In a recent Swedish historical novel, about the rampaging of Swedish troops in Poland during the early 18th Century, there is a short passage about crossing of random trajectories. (Sundman and Drake are two army officers, Sundman being questioned about a massacre):
"- Actually, the death of a warrior is impossible, says Sundman. - Did you ever think of that? Because it presupposes that two different lines meet exactly at the right moment.
Sundman crosses his two index fingers.
- On one side, man's infinitely complicated life path, as it has been running, all from his birth, through love and hatred, via hopes and disappointments, over countries and lands, a path that is meandering, searching, random, unpredictable. And on the other side, the plain, straight, simple path of the bullet. If a mathematician were to calculate the probability of that crossing right here and right now, then he would say that the chance is so astronomically minute that it is practically null.

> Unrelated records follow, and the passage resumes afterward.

//! # Symbols
//!
//! Debug-symbol resolution pipeline, leaf-first:
//!
//! - [`hasher`]: content digest of a local binary
//! - [`cache`]: content-addressed debug file store
//! - [`fetcher`]: download of missing debug files
//! - [`patcher`]: staged merge of a debug file into its binary
//! - [`filter`]: module eligibility policy
//! - [`resolver`]: per-module orchestration, the public entry point
//! - [`inspect`]: debug-info checks on ELF files

pub mod cache;
pub mod fetcher;
pub mod filter;
pub mod hasher;
pub mod inspect;
pub mod patcher;
pub mod resolver;

pub use cache::DebugSymbolCache;
pub use fetcher::SymbolFetcher;
pub use filter::{ModuleFilter, NativeLibraryFilter};
pub use inspect::{inspect_file, DebugInfoSummary};
pub use patcher::BinaryPatcher;
pub use resolver::{ModuleOutcome, PatchStatus, ResolutionReport, Resolver};
//! # Error Types
//!
//! Error handling for symbol resolution.
//!
//! We use `thiserror` to generate the `Error` trait implementations and
//! readable messages. Only a few of these ever leave [`Resolver::resolve`]:
//! per-module problems (a failed hash, a failed merge) are logged and
//! recorded in the [`ResolutionReport`], while configuration problems that
//! affect every module are returned to the caller.
//!
//! [`Resolver::resolve`]: crate::symbols::Resolver::resolve
//! [`ResolutionReport`]: crate::symbols::ResolutionReport

use std::path::PathBuf;
use std::time::Duration;

use thiserror::Error;

/// Main error type for symbol resolution.
///
/// ## Error Categories
///
/// 1. **Configuration errors**: InvalidConfig, CacheRootUnavailable
/// 2. **Cache key errors**: InvalidDigest
/// 3. **Patch errors**: MergeToolFailed, MergeToolTimedOut, MergeToolSpawn
/// 4. **Inspection errors**: InvalidBinary
/// 5. **I/O errors**: Io
#[derive(Error, Debug)]
pub enum SymbolError
{
    /// A [`ResolverConfig`](crate::config::ResolverConfig) value is unusable.
    #[error("Invalid configuration: {0}")]
    InvalidConfig(String),

    /// The cache root directory cannot be created or accessed.
    ///
    /// This affects every module identically, so it aborts the whole batch.
    #[error("Debug symbol cache root {path} is unusable: {source}")]
    CacheRootUnavailable
    {
        /// Configured cache root
        path: PathBuf,
        /// Underlying filesystem error
        #[source]
        source: std::io::Error,
    },

    /// A content digest cannot be used as a cache directory name.
    #[error("Invalid content digest: {0:?}")]
    InvalidDigest(String),

    /// The merge tool ran but reported failure.
    #[error("{tool} exited with {}", describe_exit(*.code))]
    MergeToolFailed
    {
        /// Merge tool program name
        tool: String,
        /// Exit code, `None` when the child was killed by a signal
        code: Option<i32>,
        /// Captured standard error of the tool
        stderr: String,
    },

    /// The merge tool did not finish in time and was killed.
    #[error("{tool} did not finish within {timeout:?}")]
    MergeToolTimedOut
    {
        /// Merge tool program name
        tool: String,
        /// Configured timeout
        timeout: Duration,
    },

    /// The merge tool could not be started at all.
    #[error("Failed to run {tool}: {source}")]
    MergeToolSpawn
    {
        /// Merge tool program name
        tool: String,
        /// Spawn error
        #[source]
        source: std::io::Error,
    },

    /// A file could not be parsed as an object file.
    #[error("Not a supported object file: {0}")]
    InvalidBinary(String),

    /// I/O error while staging or restoring a binary.
    #[error("IO error: {0}")]
    Io(#[from] std::io::Error),
}

fn describe_exit(code: Option<i32>) -> String
{
    match code {
        Some(code) => format!("status {code}"),
        None => "no status (terminated by signal)".to_string(),
    }
}

/// Convenience type alias for `Result<T, SymbolError>`
///
/// ```rust
/// use debugsym_core::error::Result;
/// fn foo() -> Result<()>
/// {
///     Ok(())
/// }
/// ```
pub type Result<T> = std::result::Result<T, SymbolError>;
//! # debugsym Utilities
//!
//! Logging setup shared by the debugsym binaries.

pub mod logging;

pub use logging::{init_logging, init_logging_to_file, init_logging_with_level, LogFormat, LogLevel, LoggingError};
pub use tracing::{debug, error, info, trace, warn};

Sundman's words are met with compact silence. Drake looks at Sundman, answers:
- What bullshit."

This may not be historically interesting - probably it is not even possible that a low rank army officer thought in such advanced terms 150 years before Brown, 200 years before Einstein's analysis of Brownian motion, and 250 before the general theory of stochastic processes. But it is interesting as a document of our times. It is NOW, not 1706, that people at large start thinking in terms of chance and probability in less trivial contexts than hazard games. Stochastics is the paradigm of the 21st Century, permeating science from physics and biology to economics, medicine, and engineering, and indeed suggesting a new way of thinking, explaining, and predicting, as compared to Newtonian determinism.

A great time for the Bernoulli Society!